The Color Yellow in Leslie Marmon Silko’s Ceremony

The color yellow comes up quite a bit in Leslie Marmon Silko’s Ceremony, a novel about a Laguna Pueblo World War II veteran, Tayo, who suffers PTSD not only from fighting against the Japanese in the Pacific but also from his squalid upbringing as an indigenous person growing up in early-1900s America.

The color’s meaning and symbolism evolve as the plot unfolds. When Tayo’s uncle-in-law, Robert, leaves him alone in Gallup, New Mexico, with Betonie the medicine man, “he stared at the dry yellow grass by the old man’s feet. The sun’s heat was draining his strength away…” (Silko 109).

The diction in this passage evokes, at once, a sense of dying, caution, and sickness.

Take the “dry yellow grass” (109), for example. My mind immediately goes to unwatered and withered dying front lawns that are a common sight around here in Western Washington during the summertime. And that’s here in the rainy Pacific Northwest. Imagine if we were in the middle of a six-year drought.

Furthermore, the “sun’s heat… draining [Tayo’s] strength” (109), though not a visual image like the yellow grass, indirectly hints at extreme brightness, which can cause some people to feel sick and nauseous (think heat exhaustion).

I also think it wouldn’t be a stretch to assume that the heat and brightness gave Tayo flashbacks to his childhood, when police raided their shelters in “The summer heat” (103) and forced him to hide “in the tamarics, breathing hard… smelling shit on his bare feet” (103).

The stench in the “grove of tamaric and willow” (103), where the natives relieved themselves, also evokes the yellow color of urine and shit without directly painting the picture (think a nasty gas station restroom, only outdoors).

Finally, just as a yellow traffic light serves to warn drivers of an impending red light, Tayo’s noticing of the yellow grass “by the old man’s feet” (109), combined with the blinding hot sun, seems to do the same in the passage. Tayo feels an urge to run away, but at the same time feels betrayed and hopeless that his own family would leave him with this weird old man.

Later on in the novel, the color yellow begins to take on a more neutral (possibly even positive) connotation, when Tayo begins to warm up to Betonie.

Things which don’t shift and grow are dead things

Leslie Marmon Silko

The medicine man reassures Tayo of the ever-changing nature of the ceremonies, telling him “when the people were given these ceremonies, the changing began, if only in the aging of the yellow gourd rattle or the shrinking of the skin around the eagle claw, if only the different voices from generation to generation, singing the chants. You see, in many ways, the ceremonies have always been changing” (116).

In this passage Betonie not only attempts to alleviate Tayo’s doubts about his unorthodox method of performing ceremonies—which scares the natives—but also serves to help Tayo accept his otherness, being a “half-breed” in the eyes of his people.

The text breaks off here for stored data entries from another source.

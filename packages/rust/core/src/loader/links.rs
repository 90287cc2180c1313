//! Rewrite generator cross-references to final CMS slugs.
//!
//! Only the `href` value of matching `<a>` tags is touched; every other byte
//! of the stored body is preserved.

use std::sync::LazyLock;

use regex::{Captures, Regex};

use cloudmouse_shared::{Catalog, HTML_EXT};

use super::paths::SlugMap;

static ANCHOR_HREF_RE: LazyLock<Regex> = LazyLock::new(|| {
    Regex::new(r#"(?is)<a\b[^>]*?\shref\s*=\s*(?:"([^"]*)"|'([^']*)')"#).expect("valid regex")
});

/// Generator namespace segment dropped by the fallback mapping.
const NAMESPACE_SEGMENT: &str = "CloudMouse_1_1";

/// Outcome of rewriting one page body.
#[derive(Debug, Clone, PartialEq, Eq)]
pub struct RewrittenBody {
    pub html: String,
    pub rewritten: usize,
    /// `href`s that could not be mapped.
    pub misses: Vec<String>,
}

/// Map a generator file name to a sanitized file name present in `slugs`.
///
/// Tries the catalog first (components, then link aliases), then derives a
/// name from `class…`, `struct…` and `…_8h` patterns. Derived names are only
/// accepted when a page with that name was written in this run.
pub fn map_target(file: &str, catalog: &Catalog, slugs: &SlugMap) -> Option<String> {
    if let Some(canonical) = catalog.canonical_for_source(file) {
        let candidate = format!("{canonical}{HTML_EXT}");
        return slugs.contains(&candidate).then_some(candidate);
    }

    let base = file.strip_suffix(HTML_EXT).unwrap_or(file);
    let derived = if let Some(rest) = base.strip_prefix("class") {
        rest.replace(NAMESPACE_SEGMENT, "").to_lowercase()
    } else if let Some(rest) = base.strip_prefix("struct") {
        rest.replace(NAMESPACE_SEGMENT, "").to_lowercase()
    } else if let Some(rest) = base.strip_suffix("_8h") {
        rest.to_lowercase()
    } else {
        return None;
    };

    let candidate = format!("{derived}{HTML_EXT}");
    slugs.contains(&candidate).then_some(candidate)
}

/// Rewrite every mappable `<a href>` in `html`.
pub fn rewrite_links(html: &str, catalog: &Catalog, slugs: &SlugMap) -> RewrittenBody {
    let mut rewritten = 0;
    let mut misses = Vec::new();

    let out = ANCHOR_HREF_RE.replace_all(html, |caps: &Captures| {
        let whole = &caps[0];
        let Some(value) = caps.get(1).or_else(|| caps.get(2)) else {
            return whole.to_string();
        };
        let href = value.as_str();
        if href.is_empty() || href.starts_with('#') {
            return whole.to_string();
        }

        let (file, fragment) = match href.split_once('#') {
            Some((file, fragment)) => (file, Some(fragment)),
            None => (href, None),
        };

        let target = map_target(file, catalog, slugs).and_then(|f| slugs.get(&f).map(str::to_string));
        let Some(slug) = target else {
            misses.push(href.to_string());
            return whole.to_string();
        };

        let new_href = match fragment {
            Some(fragment) => format!("{slug}#{fragment}"),
            None => slug,
        };
        rewritten += 1;

        let offset = caps.get(0).map(|m| m.start()).unwrap_or_default();
        let start = value.start() - offset;
        let end = value.end() - offset;
        format!("{}{}{}", &whole[..start], new_href, &whole[end..])
    });

    RewrittenBody {
        html: out.into_owned(),
        rewritten,
        misses,
    }
}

The ceremonies, as well as the people themselves, must change and evolve in order to survive in this new world. As Betonie explains to Tayo: “things which don’t shift and grow are dead things” (116).

Later, as they sit by a fire, Tayo finishes his mutton ribs and throws “the bones to a skinny yellow dog that came out from behind the hogan” (118).

Silko uses the yellow dog to symbolize what Tayo used to be—an abandoned, homeless boy wandering down alleys, looking for scraps of food and finding and chewing on the “soft bone cartilage of pork ribs” (104), after the police raids.

The passage also calls back to and pays off the foreshadowing of the abandoned “bundle of bloody rags” (102) brought by the mother into the “pale yellow hills” (102) and buried “in the yellow sand” (102).

The “bundle of bloody rags” (102) most likely contained an aborted “half-breed,” and Tayo, being a “half-breed” himself, recognized it could have easily been him buried in the yellow sand, thus his negative psychological association with the color yellow.

If this were truly the case, I can’t help but feel some admiration towards his mother, despite her horrible life choices and negligence as a mother. Which mother would you side with in this particular case—the mother who chooses abortion, or Tayo’s, who gives him life, albeit a terrible one?

If you haven’t read the novel and enjoy Native American literature (or are just looking for a good read), I highly recommend this book.